**WORK INSTRUCTION:** Exactly how many lines in the listing contain "rows"? Respond with the number and nothing more.

**LISTED RECORDS:**
-*-*-
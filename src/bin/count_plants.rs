use plant_counter::config::count;
use plant_counter::counting::{count_with, CountResult};
use plant_counter::image::io::{load_mask, write_json_file};
use plant_counter::model::CountingModel;
use std::env;
use std::path::Path;

fn main() {
    env_logger::init();
    if let Err(err) = run() {
        eprintln!("Error: {err}");
        std::process::exit(1);
    }
}

fn run() -> Result<(), String> {
    let config_path = env::args().nth(1).ok_or_else(usage)?;
    let config = count::load_config(Path::new(&config_path))?;

    let mask = load_mask(&config.mask)
        .map_err(|e| format!("Failed to load mask {}: {e}", config.mask.display()))?;
    let model = CountingModel::load(&config.model)
        .map_err(|e| format!("Failed to load model {}: {e}", config.model.display()))?;

    let result: CountResult =
        count_with(&mask, &model, config.scale, &config.rows).map_err(|e| e.to_string())?;
    write_json_file(&config.output.report_json, &result).map_err(|e| e.to_string())?;

    println!(
        "Counted {} plants in {} rows ({} labeled blobs, {:.3} ms)",
        result.total,
        result.row_count,
        result.labeled_blobs.len(),
        result.latency_ms
    );
    println!("Saved report to {}", config.output.report_json.display());
    Ok(())
}

fn usage() -> String {
    "Usage: count_plants <config.json>".to_string()
}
-*-*-
**SOLVED PROBLEM:** 2